Vem este intróito a propósito da visita da senhora Ângela Merkel a Portugal na passada segunda-feira. Ela, que tanto nos preza e que não se cansa de apregoar a quem a quiser ouvir que somos os bons alunos (quem sabe se os melhores…) de todo o velho continente, veio visitar os seus discípulos. Uma visita que, com propriedade, se pode dizer relâmpago.

Mas, afinal, a senhora chanceler não confia tanto nos seus bons alunos que não traga uma multidão de seguranças, carro blindado… Isto para além dos seus bons alunos terem tratado de mobilizar umas larguíssimas dezenas de polícias para impedir que algum discípulo mais atrevido a quisesse cumprimentar de mais perto.

O que é verdade é que, com mais ou menos salamaleques, a senhora chanceler lá cumpriu o programa estipulado. Meia hora com o senhor Silva deve ter chegado para nos assegurar futuro por mais uns milénios. O almoço no Forte de S. Julião da Barra deve ter servido para prometer ao senhor Coelho que esta espécie de país iria sobreviver mais uns anitos desde que assegurasse o apertar do cinto por mais umas décadas de molde a pagar os escandalosamente irrisórios juros que a nossa sempre amiga e desinteressada Alemanha nos cobra.

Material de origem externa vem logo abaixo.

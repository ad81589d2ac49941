//! Shell command execution for talking to the VyOS command surface.
//!
//! Both directions of device access go through here: dumping the running
//! configuration with `cli-shell-api showCfg` and running rendered session
//! scripts as the `vyos` user.
//!
//! # Example
//!
//! ```ignore
//! use zvr_vyos_config::shell::{self, CLI_SHELL_API};
//!
//! let text = shell::exec_or_throw(&format!("{} showCfg", CLI_SHELL_API)).await?;
//! ```

use once_cell::sync::Lazy;
use regex::Regex;
use std::process::Stdio;
use tokio::process::Command;

use crate::error::{ConfigError, ConfigResult};

/// Path to the VyOS session API binary.
pub const CLI_SHELL_API: &str = "/bin/cli-shell-api";

/// Directory holding the `my_set`/`my_delete`/... session helpers.
pub const VYATTA_SBIN_DIR: &str = "/opt/vyatta/sbin";

/// Shell used to run every command.
pub const SH_CMD: &str = "/bin/sh";

/// Regex for characters that need escaping in shell double-quotes.
/// Matches: $, `, ", \, and newline
static SHELL_ESCAPE_RE: Lazy<Regex> =
    Lazy::new(|| Regex::new(r#"([$`"\\\n])"#).expect("Invalid regex pattern"));

/// Quotes a string for safe use in shell commands.
///
/// ```
/// use zvr_vyos_config::shell::shellquote;
///
/// assert_eq!(shellquote("/tmp/zvr1"), "\"/tmp/zvr1\"");
/// assert_eq!(shellquote("with$var"), "\"with\\$var\"");
/// ```
pub fn shellquote(s: &str) -> String {
    let escaped = SHELL_ESCAPE_RE.replace_all(s, r"\$1");
    format!("\"{}\"", escaped)
}

/// Result of a shell command execution.
#[derive(Debug, Clone)]
pub struct ExecResult {
    /// The exit code of the command (0 = success).
    pub exit_code: i32,
    /// The stdout output, trimmed.
    pub stdout: String,
    /// The stderr output, trimmed.
    pub stderr: String,
}

impl ExecResult {
    /// Returns true if the command succeeded (exit code 0).
    pub fn success(&self) -> bool {
        self.exit_code == 0
    }

    /// Returns the combined output (stdout + stderr) for error messages.
    pub fn combined_output(&self) -> String {
        if self.stderr.is_empty() {
            self.stdout.clone()
        } else if self.stdout.is_empty() {
            self.stderr.clone()
        } else {
            format!("{}\n{}", self.stdout, self.stderr)
        }
    }
}

/// Executes a shell command through `/bin/sh -c`.
///
/// A non-zero exit is reported in the returned [`ExecResult`]; only a
/// failure to spawn is an error.
pub async fn exec(cmd: &str) -> ConfigResult<ExecResult> {
    tracing::debug!(command = %cmd, "Executing shell command");

    let output = Command::new(SH_CMD)
        .arg("-c")
        .arg(cmd)
        .stdout(Stdio::piped())
        .stderr(Stdio::piped())
        .output()
        .await
        .map_err(|e| ConfigError::ShellExec {
            command: cmd.to_string(),
            source: e,
        })?;

    // Killed by a signal: no exit code.
    let exit_code = output.status.code().unwrap_or(-1);
    let stdout = String::from_utf8_lossy(&output.stdout).trim().to_string();
    let stderr = String::from_utf8_lossy(&output.stderr).trim().to_string();

    let result = ExecResult {
        exit_code,
        stdout,
        stderr,
    };

    if result.success() {
        tracing::trace!(command = %cmd, exit_code = exit_code, "Command succeeded");
    } else {
        tracing::warn!(
            command = %cmd,
            exit_code = exit_code,
            stderr = %result.stderr,
            "Command failed"
        );
    }

    Ok(result)
}

/// Executes a shell command, turning a non-zero exit into an error that
/// carries the captured output.
pub async fn exec_or_throw(cmd: &str) -> ConfigResult<String> {
    let result = exec(cmd).await?;
    if result.success() {
        Ok(result.stdout)
    } else {
        Err(ConfigError::ShellCommandFailed {
            command: cmd.to_string(),
            exit_code: result.exit_code,
            output: result.combined_output(),
        })
    }
}

#[cfg(test)]
mod tests {
    use super::*;

    #[test]
    fn test_shellquote_simple() {
        assert_eq!(shellquote("vyos"), "\"vyos\"");
        assert_eq!(shellquote("/tmp/zvr.abc"), "\"/tmp/zvr.abc\"");
    }

    #[test]
    fn test_shellquote_special_chars() {
        assert_eq!(shellquote("$HOME"), "\"\\$HOME\"");
        assert_eq!(shellquote("`whoami`"), "\"\\`whoami\\`\"");
        assert_eq!(shellquote("say \"hi\""), "\"say \\\"hi\\\"\"");
        assert_eq!(shellquote("a\\b"), "\"a\\\\b\"");
    }

    #[test]
    fn test_exec_result_combined() {
        let result = ExecResult {
            exit_code: 1,
            stdout: "stdout".to_string(),
            stderr: "stderr".to_string(),
        };
        assert!(!result.success());
        assert_eq!(result.combined_output(), "stdout\nstderr");
    }

    #[tokio::test]
    async fn test_exec_echo() {
        let result = exec("echo hello").await.unwrap();
        assert!(result.success());
        assert_eq!(result.stdout, "hello");
    }

    #[tokio::test]
    async fn test_exec_or_throw_failure() {
        match exec_or_throw("echo broken >&2; exit 3").await {
            Err(ConfigError::ShellCommandFailed {
                exit_code, output, ..
            }) => {
                assert_eq!(exit_code, 3);
                assert_eq!(output, "broken");
            }
            other => panic!("Expected ShellCommandFailed, got {:?}", other),
        }
    }
}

E depois, aquela imagem que as televisões passaram em que o nosso primeiro e a primeira dos germânicos aparecem, qual casalinho apaixonado a olhar o oceano do alto do forte, é verdadeiramente um poema… Que bucólico!… Que poético!… Quase me emocionei… Aliás, só não cheguei às lágrimas porque essas, as lágrimas, estão guardadas para verter quando o subsídio de Natal não cair na minha conta bancária e para quando este desgoverno aplicar as novas taxas de IRS lá para 2013… E de que falariam eles? Dos navegantes de quinhentos que quiseram emigrar e que deram novos mundos ao mundo? Daqueles que agora, mesmo não querendo, são obrigados pelas circunstâncias a procurar novos horizontes para lá do mar oceano? Ou talvez o nosso primeiro, num súbito acesso de análise critica lhe estivesse a declamar Pessoa dizendo-lhe que “… falta cumprir Portugal.”…

Mas pronto, fiquei descansado. A legião de empresários alemães que irá investir em Portugal descansou-me. Os seus investimentos hão-de produzir efeitos para acalmar os malandros que, porque não têm mais que fazer, se dedicaram a assobiar a senhora chanceler chamando-lhe nomes que, felizmente, ela não percebeu porque apenas fala aquele arrevesado alemão que lhe conhecemos.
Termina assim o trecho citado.